EXERCISE AIM —
Nothing below is to be printed except the lines between the line holding "(i32) | status_code" and the line holding "if text.len() >", inclusive, each exactly as it appears.
▬▬▬▬▬▬▬▬▬▬
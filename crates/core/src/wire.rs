//! `Request` and `Response`, the two envelope types carried by every
//! datagram.
//!
//! Both are thin records over the codec. A request pairs an id and op
//! code with a 1200-byte payload region whose content is interpreted
//! per-handler. A response pairs an id and status code with a
//! length-prefixed text message padded to the same 1200-byte region.

use crate::codec::{Decode, Encode, FixedBytes};
use crate::error::CodecError;
use crate::protocol::{OpCode, StatusCode};
use bytes::BufMut;

/// Size of the payload region carried by both `Request` and `Response`.
pub const PAYLOAD_LEN: usize = 1200;

/// `id (i32) | op_code (i32) | payload (1200 bytes)`.
#[derive(Debug, Clone, PartialEq)]
pub struct Request {
    pub id: i32,
    pub op: OpCode,
    payload: FixedBytes<PAYLOAD_LEN>,
}

impl Request {
    /// Copies at most `PAYLOAD_LEN - 1` bytes of `payload_bytes`, leaving
    /// position `PAYLOAD_LEN - 1` (and anything beyond the copy) zeroed.
    pub fn new(id: i32, op: OpCode, payload_bytes: &[u8]) -> Request {
        let mut payload = FixedBytes::zeroed();
        let n = payload_bytes.len().min(PAYLOAD_LEN - 1);
        payload.as_mut_slice()[..n].copy_from_slice(&payload_bytes[..n]);
        Request { id, op, payload }
    }

    /// The raw payload region, for a handler to decode per its op code.
    /// Trailing zero padding is harmless: handlers use
    /// `Decode::decode_unfinished` and ignore whatever remains.
    pub fn payload(&self) -> &[u8] {
        self.payload.as_slice()
    }
}

impl Encode for Request {
    fn encode(&self, buf: &mut dyn BufMut) {
        self.id.encode(buf);
        self.op.encode(buf);
        self.payload.encode(buf);
    }
}

impl Decode for Request {
    fn decode_unfinished(buf: &[u8]) -> Result<(Self, &[u8]), CodecError> {
        let (id, rest) = i32::decode_unfinished(buf)?;
        let (op, rest) = OpCode::decode_unfinished(rest)?;
        let (payload, rest) = FixedBytes::<PAYLOAD_LEN>::decode_unfinished(rest)?;
        Ok((Request { id, op, payload }, rest))
    }
}

/// `id (i32) | status_code (i32) | payload (1200 bytes)`, where the
/// payload is an 8-byte length prefix followed by that many text bytes
/// and zero padding to fill the region.
#[derive(Debug, Clone, PartialEq)]
pub struct Response {
    pub id: i32,
    pub status: StatusCode,
    text: String,
}

/// The length prefix itself occupies 8 bytes of the payload region.
const MAX_TEXT_LEN: usize = PAYLOAD_LEN - 8;

impl Response {
    /// Builds a response, truncating `text` (at a UTF-8 char boundary) if
    /// it would not otherwise fit alongside its length prefix.
    pub fn with(id: i32, status: StatusCode, text: impl Into<String>) -> Response {
        let mut text = text.into();
        if text.len() > MAX_TEXT_LEN {
            let mut cut = MAX_TEXT_LEN;
            while !text.is_char_boundary(cut) {
                cut -= 1;
            }
            text.truncate(cut);
        }
        Response { id, status, text }
    }

    pub fn text(&self) -> &str {
        &self.text
    }
}

impl Encode for Response {
    fn encode(&self, buf: &mut dyn BufMut) {
        self.id.encode(buf);
        self.status.encode(buf);
        let bytes = self.text.as_bytes();
        (bytes.len() as u64).encode(buf);
        buf.put_slice(bytes);
        buf.put_bytes(0, MAX_TEXT_LEN - bytes.len());
    }
}

impl Decode for Response {
    fn decode_unfinished(buf: &[u8]) -> Result<(Self, &[u8]), CodecError> {
        let (id, rest) = i32::decode_unfinished(buf)?;
        let (status, rest) = StatusCode::decode_unfinished(rest)?;
        if rest.len() < PAYLOAD_LEN {
            return Err(CodecError::UnexpectedEof {
                needed: PAYLOAD_LEN,
                available: rest.len(),
            });
        }
        let region = &rest[..PAYLOAD_LEN];
        let (len, after_len) = u64::decode_unfinished(region)?;
        let len = len as usize;
        if len > MAX_TEXT_LEN {
            return Err(CodecError::PayloadTooLong(len));
        }
        if after_len.len() < len {
            return Err(CodecError::UnexpectedEof {
                needed: len,
                available: after_len.len(),
            });
        }
        let text = std::str::from_utf8(&after_len[..len])
            .map_err(|_| CodecError::InvalidUtf8)?
            .to_owned();
        Ok((
            Response { id, status, text },
            &rest[PAYLOAD_LEN..],
        ))
    }
}

#[cfg(test)]
mod tests {
    use super::*;
    use crate::currency::Currency;
    use crate::money::Money;

    #[test]
    fn request_copies_payload_and_zero_pads() {
        let req = Request::new(7, OpCode::Deposit, b"hello");
        assert_eq!(&req.payload()[..5], b"hello");
        assert_eq!(req.payload()[5], 0);
        assert_eq!(req.payload().len(), PAYLOAD_LEN);
    }

    #[test]
    fn request_decodes_heterogeneous_handler_fields_from_payload() {
        let mut embedded = Vec::new();
        "alice".to_owned().encode(&mut embedded);
        "pw".to_owned().encode(&mut embedded);
        Currency::Usd.encode(&mut embedded);
        Money::from_major(50.0).encode(&mut embedded);

        let req = Request::new(1, OpCode::Deposit, &embedded);
        let encoded = req.encode_to_vec();
        let decoded = Request::decode(&encoded).unwrap();

        let rest = decoded.payload();
        let (user_name, rest) = String::decode_unfinished(rest).unwrap();
        let (password, rest) = String::decode_unfinished(rest).unwrap();
        let (currency, rest) = Currency::decode_unfinished(rest).unwrap();
        let (amount, _rest) = Money::decode_unfinished(rest).unwrap();

        assert_eq!(user_name, "alice");
        assert_eq!(password, "pw");
        assert_eq!(currency, Currency::Usd);
        assert_eq!(amount, Money::from_major(50.0));
    }

    #[test]
    fn roundtrip_request() {
        let req = Request::new(42, OpCode::Open, b"payload bytes");
        let encoded = req.encode_to_vec();
        assert_eq!(Request::decode(&encoded).unwrap(), req);
    }

    #[test]
    fn roundtrip_response() {
        let resp = Response::with(42, StatusCode::Success, "account created: id 0");
        let encoded = resp.encode_to_vec();
        let decoded = Response::decode(&encoded).unwrap();
        assert_eq!(decoded, resp);
        assert_eq!(decoded.text(), "account created: id 0");
    }

    #[test]
    fn response_encoding_is_exactly_the_envelope_size() {
        let resp = Response::with(1, StatusCode::Fail, "insufficient fund");
        let encoded = resp.encode_to_vec();
        assert_eq!(encoded.len(), 4 + 4 + PAYLOAD_LEN);
    }

    #[test]
    fn response_text_longer_than_region_is_truncated() {
        let long = "x".repeat(PAYLOAD_LEN * 2);
        let resp = Response::with(1, StatusCode::Success, long);
        assert_eq!(resp.text().len(), MAX_TEXT_LEN);
    }
}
▬▬▬▬▬▬▬▬▬▬
RESULT OF THE EXERCISE —
/// `id (i32) | status_code (i32) | payload (1200 bytes)`, where the
/// payload is an 8-byte length prefix followed by that many text bytes
/// and zero padding to fill the region.
#[derive(Debug, Clone, PartialEq)]
pub struct Response {
    pub id: i32,
    pub status: StatusCode,
    text: String,
}

/// The length prefix itself occupies 8 bytes of the payload region.
const MAX_TEXT_LEN: usize = PAYLOAD_LEN - 8;

impl Response {
    /// Builds a response, truncating `text` (at a UTF-8 char boundary) if
    /// it would not otherwise fit alongside its length prefix.
    pub fn with(id: i32, status: StatusCode, text: impl Into<String>) -> Response {
        let mut text = text.into();
        if text.len() > MAX_TEXT_LEN {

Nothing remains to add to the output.